A 20 ans, il est tout à fait logique que Lucas Biglia ne puisse pas porter toute une équipe. Ahmed Hassan, lui, a ce potentiel. Mais dans la mesure où Mbark Boussoufa et lui entrent en considération pour une seule et même place, l’Egyptien a plus souvent qu’à son tour tendance à la jouer solo. Dans ce cas-ci aussi, il y a lieu de parler de deux joueurs aux profils pour ainsi dire semblables. C’est évidemment un atout dès l’instant où il faut pallier une défection. Mais c’est peut-être un luxe quand tous les postes ne sont pas pourvus dans le onze de base. Et c’est ce qui nous a gênés durant le premier volet de la compétition : pour certaines places, le staff technique avait réellement l’embarras du choix, comme à l’attaque par exemple. En revanche, pour d’autres positions, il y avait problème. Je songe au back droit, où Anthony Vanden Borre évolue en quelque sorte contre son gré, ou en défense centrale où personne ne se situe au-dessus de la mêlée. Ce manque d’équilibre se vérifie également au Standard et à Bruges, mais pas à Genk. Et c’est ce qui explique pourquoi cette formation tient le haut du pavé. Le Racing n’a peut-être pas autant de noms ronflants dans son effectif que les trois grands. Mais en matière de cohésion, personne ne fait mieux.

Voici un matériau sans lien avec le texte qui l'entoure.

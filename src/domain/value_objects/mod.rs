//! Value objects for the pre-order marketplace

use serde::{Deserialize, Serialize};
use std::fmt;

/// Monetary amount in whole currency units (IDR carries no subunit).
///
/// Integer arithmetic only, so line totals and order totals are exact.
#[derive(Clone, Copy, Debug, Default, PartialEq, Eq, PartialOrd, Ord, Hash, Serialize, Deserialize)]
#[serde(transparent)]
pub struct Money(i64);

impl Money {
    pub const ZERO: Money = Money(0);

    pub fn new(amount: i64) -> Self { Self(amount) }
    pub fn amount(&self) -> i64 { self.0 }
    pub fn is_negative(&self) -> bool { self.0 < 0 }
    pub fn add(&self, other: &Money) -> Money { Money(self.0.saturating_add(other.0)) }
    pub fn multiply(&self, qty: u32) -> Money { Money(self.0.saturating_mul(i64::from(qty))) }
}

impl fmt::Display for Money {
    fn fmt(&self, f: &mut fmt::Formatter<'_>) -> fmt::Result {
        let digits = self.0.abs().to_string();
        let mut grouped = String::with_capacity(digits.len() + digits.len() / 3);
        for (i, c) in digits.chars().enumerate() {
            if i > 0 && (digits.len() - i) % 3 == 0 {
                grouped.push('.');
            }
            grouped.push(c);
        }
        if self.0 < 0 {
            write!(f, "-Rp {}", grouped)
        } else {
            write!(f, "Rp {}", grouped)
        }
    }
}

/// Human-readable unique order number, e.g. `ORD-04821733`.
#[derive(Clone, Debug, PartialEq, Eq, Hash, Serialize, Deserialize)]
pub struct OrderNumber(String);

impl OrderNumber {
    pub fn new(value: impl Into<String>) -> Result<Self, OrderNumberError> {
        let value = value.into().trim().to_uppercase();
        if value.is_empty() { return Err(OrderNumberError::Empty); }
        if value.len() > 20 { return Err(OrderNumberError::TooLong); }
        Ok(Self(value))
    }

    pub fn generate() -> Self {
        Self(format!("ORD-{:08}", rand::random::<u32>() % 100_000_000))
    }

    pub fn as_str(&self) -> &str { &self.0 }
}

impl fmt::Display for OrderNumber {
    fn fmt(&self, f: &mut fmt::Formatter<'_>) -> fmt::Result { write!(f, "{}", self.0) }
}

#[derive(Debug, Clone)] pub enum OrderNumberError { Empty, TooLong }
impl std::error::Error for OrderNumberError {}
impl fmt::Display for OrderNumberError {
    fn fmt(&self, f: &mut fmt::Formatter<'_>) -> fmt::Result {
        match self { Self::Empty => write!(f, "Order number empty"), Self::TooLong => write!(f, "Order number too long") }
    }
}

Les Limbourgeois n’usurpent donc pas leur première place ?
Pas du tout. Avec 38 buts marqués et 16 encaissés, l’équipe d’Hugo Broos dispose à la fois de la meilleure attaque et de la meilleure défense. Elle est donc parfaitement à sa place au sommet. Avec trois unités de moins par rapport à elle, nous sommes situés idéalement en embuscade mais le plus important est constitué par nos six points d’avance sur le Club Bruges et le Standard qui demeurent, malgré tout, nos rivaux les plus redoutables. Non pas que je sous-estime Genk, mais je crains qu’au c£ur de l’hiver, au moment où les terrains seront lourds, les Limbourgeois seront amenés à devoir puiser en profondeur dans leur noyau. Or, celui-ci me paraît tout de même moins étoffé que les autres. D’autre part, j’ai très bon espoir aussi qu’avec l’un ou l’autre renfort où le besoin s’en fait sentir, le Sporting devrait être en mesure de réaliser un deuxième tour plus performant. Nous avons perdu trop de points précieux alors que nous menions pourtant à la marque. En championnat, ces mésaventures se sont produites à Mouscron et à Beveren, entre autres. Et en Ligue des Champions, faute d’un véritable organisateur, nous avons été rejoints dans les mêmes conditions contre Lille et Athènes. C’est dommage mais il faut retenir les leçons.
Viser le doublé
Anderlecht a terminé finalement dernier d’un groupe où il espérait obtenir la deuxième, voire la troisième place. Des regrets ?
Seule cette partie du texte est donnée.